(Beginning of RECORDS SUPPLIED)

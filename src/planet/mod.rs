use serde::{Deserialize, Serialize};
use tracing::{debug, info};

use crate::climate::{self, Climate};
use crate::config::generation::GenerationConfig;
use crate::geodesic::{Geodesic, face_count_at};
use crate::noise::PerlinFractal;
use crate::water;

/// The full state of one simulated planet: the refinement level it was
/// generated at and four parallel per-cell arrays. Optional arrays are
/// empty until the generator fills them.
#[derive(Debug, Clone, Default, PartialEq, Serialize, Deserialize)]
pub struct Planet {
    pub size: usize,
    #[serde(default)]
    pub heights: Vec<f64>,
    #[serde(default, skip_serializing_if = "Vec::is_empty")]
    pub waters: Vec<f64>,
    #[serde(default, skip_serializing_if = "Vec::is_empty")]
    pub flows: Vec<f64>,
    #[serde(default, skip_serializing_if = "Vec::is_empty")]
    pub climates: Vec<Climate>,
}

impl Planet {
    pub fn new(size: usize) -> Self {
        Planet {
            size,
            ..Planet::default()
        }
    }

    pub fn face_count(&self) -> usize {
        face_count_at(self.size)
    }

    /// Drop any state beyond the face count of `size`. A planet saved at a
    /// finer level can be reopened coarser; the leading cells line up
    /// because refinement preserves parent indices.
    pub fn truncate_to(&mut self, size: usize) {
        self.size = size;
        let n = face_count_at(size);
        self.heights.truncate(n);
        self.waters.truncate(n);
        self.flows.truncate(n);
        self.climates.truncate(n);
    }

    /// Every non-empty array must cover exactly one value per face.
    pub fn check_lengths(&self) {
        let n = self.face_count();
        for (name, len) in [
            ("heights", self.heights.len()),
            ("waters", self.waters.len()),
            ("flows", self.flows.len()),
            ("climates", self.climates.len()),
        ] {
            assert!(
                len == 0 || len == n,
                "planet of size {} expects {} cells but {} has {}",
                self.size,
                n,
                name,
                len
            );
        }
    }

    /// Fill any missing arrays in dependency order: heights from fractal
    /// noise, waters and flows by raining down the implied sea volume,
    /// climates from water presence. Returns whether anything was built.
    pub fn generate_missing(
        &mut self,
        seed: i64,
        sphere: &Geodesic,
        config: &GenerationConfig,
    ) -> bool {
        let mut mutated = false;
        if self.heights.is_empty() {
            info!(seed, "generating terrain");
            let fractal = PerlinFractal::new(
                seed,
                config.noise_dim,
                config.noise_depth,
                config.noise_scale,
            );
            add_terrain(self, sphere, &fractal);
            mutated = true;
        }
        if self.waters.is_empty() {
            info!(coverage = config.coverage, "raining oceans");
            add_water(
                self,
                config.coverage,
                config.water_quanta,
                config.min_lake_cells,
                sphere,
            );
            mutated = true;
        }
        if self.climates.is_empty() {
            info!("seeding climates");
            self.climates = climate::seed_climates(&self.waters, sphere);
            mutated = true;
        }
        self.check_lengths();
        mutated
    }
}

/// Sample the fractal field at every cell center.
pub fn add_terrain(planet: &mut Planet, sphere: &Geodesic, fractal: &PerlinFractal) {
    planet.heights = sphere
        .centers
        .iter()
        .map(|&center| fractal.value_at(center))
        .collect();
}

/// Fill oceans to roughly `coverage` of the surface: take the coverage
/// quantile of terrain height as sea level, work out how much water that
/// implies, then deliver it as repeated rain rounds followed by one
/// equalization so basins level out.
pub fn add_water(
    planet: &mut Planet,
    coverage: f64,
    quanta: f64,
    min_lake_cells: usize,
    sphere: &Geodesic,
) {
    let n = planet.heights.len();
    planet.waters = vec![0.0; n];
    planet.flows = vec![0.0; n];

    let mut sorted = planet.heights.clone();
    sorted.sort_by(f64::total_cmp);

    let sea_index = (n as f64 * coverage) as usize;
    let sea_level = sorted[sea_index];
    let sea_water: f64 = sorted
        .iter()
        .take_while(|&&h| h < sea_level)
        .map(|&h| sea_level - h)
        .sum();
    let average_water = sea_water / sea_index as f64;

    let rounds = (average_water / quanta) as usize;
    for round in 0..rounds {
        debug!(round, rounds, "raining");
        water::rain(
            quanta,
            &mut planet.waters,
            &planet.heights,
            &mut planet.flows,
            sphere,
        );
    }
    water::equalize(&mut planet.waters, &planet.heights, sphere, min_lake_cells);
}

#[cfg(test)]
mod tests {
    use super::*;
    use crate::config::generation::GenerationConfig;
    use crate::geodesic::build_hierarchy;

    fn test_config() -> GenerationConfig {
        GenerationConfig {
            noise_depth: 8,
            min_lake_cells: 0,
            ..GenerationConfig::default()
        }
    }

    #[test]
    fn face_counts_by_size() {
        assert_eq!(Planet::new(0).face_count(), 12);
        assert_eq!(Planet::new(1).face_count(), 42);
        assert_eq!(Planet::new(9).face_count(), 2_621_442);
    }

    #[test]
    fn generate_fills_all_arrays() {
        let spheres = build_hierarchy(3);
        let sphere = spheres.last().unwrap();
        let mut planet = Planet::new(3);
        let mutated = planet.generate_missing(5, sphere, &test_config());

        assert!(mutated);
        assert_eq!(planet.heights.len(), 642);
        assert_eq!(planet.waters.len(), 642);
        assert_eq!(planet.flows.len(), 642);
        assert_eq!(planet.climates.len(), 642);
        assert!(planet.waters.iter().all(|&w| w >= 0.0));
        assert!(planet.flows.iter().all(|&f| f >= 0.0));
    }

    #[test]
    fn generation_is_deterministic_in_the_seed() {
        let spheres = build_hierarchy(2);
        let sphere = spheres.last().unwrap();

        let mut a = Planet::new(2);
        a.generate_missing(99, sphere, &test_config());
        let mut b = Planet::new(2);
        b.generate_missing(99, sphere, &test_config());
        assert_eq!(a, b, "two planets from seed 99 differ");

        let mut c = Planet::new(2);
        c.generate_missing(100, sphere, &test_config());
        assert_ne!(a.heights, c.heights, "different seeds produced equal terrain");
    }

    #[test]
    fn generate_is_a_noop_when_complete() {
        let spheres = build_hierarchy(2);
        let sphere = spheres.last().unwrap();
        let mut planet = Planet::new(2);
        planet.generate_missing(1, sphere, &test_config());

        let snapshot = planet.clone();
        let mutated = planet.generate_missing(1, sphere, &test_config());
        assert!(!mutated);
        assert_eq!(planet, snapshot);
    }

    #[test]
    fn water_covers_roughly_the_requested_fraction() {
        let spheres = build_hierarchy(3);
        let sphere = spheres.last().unwrap();
        let mut planet = Planet::new(3);
        planet.generate_missing(21, sphere, &test_config());

        let wet = planet.waters.iter().filter(|&&w| w > 1e-9).count();
        let fraction = wet as f64 / planet.waters.len() as f64;
        assert!(
            (0.2..=0.8).contains(&fraction),
            "wet fraction {fraction} is far from the 0.5 target"
        );
    }

    #[test]
    fn truncate_reopens_a_finer_planet_coarser() {
        let spheres = build_hierarchy(2);
        let sphere = spheres.last().unwrap();
        let mut fine = Planet::new(2);
        fine.generate_missing(7, sphere, &test_config());

        let mut coarse = fine.clone();
        coarse.truncate_to(1);
        coarse.check_lengths();
        assert_eq!(coarse.heights.len(), 42);
        assert_eq!(&fine.heights[..42], &coarse.heights[..]);
    }

    #[test]
    #[should_panic(expected = "expects")]
    fn mismatched_array_lengths_fail_fast() {
        let mut planet = Planet::new(1);
        planet.heights = vec![0.0; 10];
        planet.check_lengths();
    }
}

(End of RECORDS SUPPLIED)

- EXERCISE INSTRUCTIONS -
Beginning with the line that holds "coarse.truncate_to(1);", restate word for word every line down to the end of the data, and only those lines.

- RESULT OF THE TASK -
        coarse.truncate_to(1);
        coarse.check_lengths();
        assert_eq!(coarse.heights.len(), 42);
        assert_eq!(&fine.heights[..42], &coarse.heights[..]);
    }

    #[test]
    #[should_panic(expected = "expects")]
    fn mismatched_array_lengths_fail_fast() {
        let mut planet = Planet::new(1);
        planet.heights = vec![0.0; 10];
        planet.check_lengths();
    }
}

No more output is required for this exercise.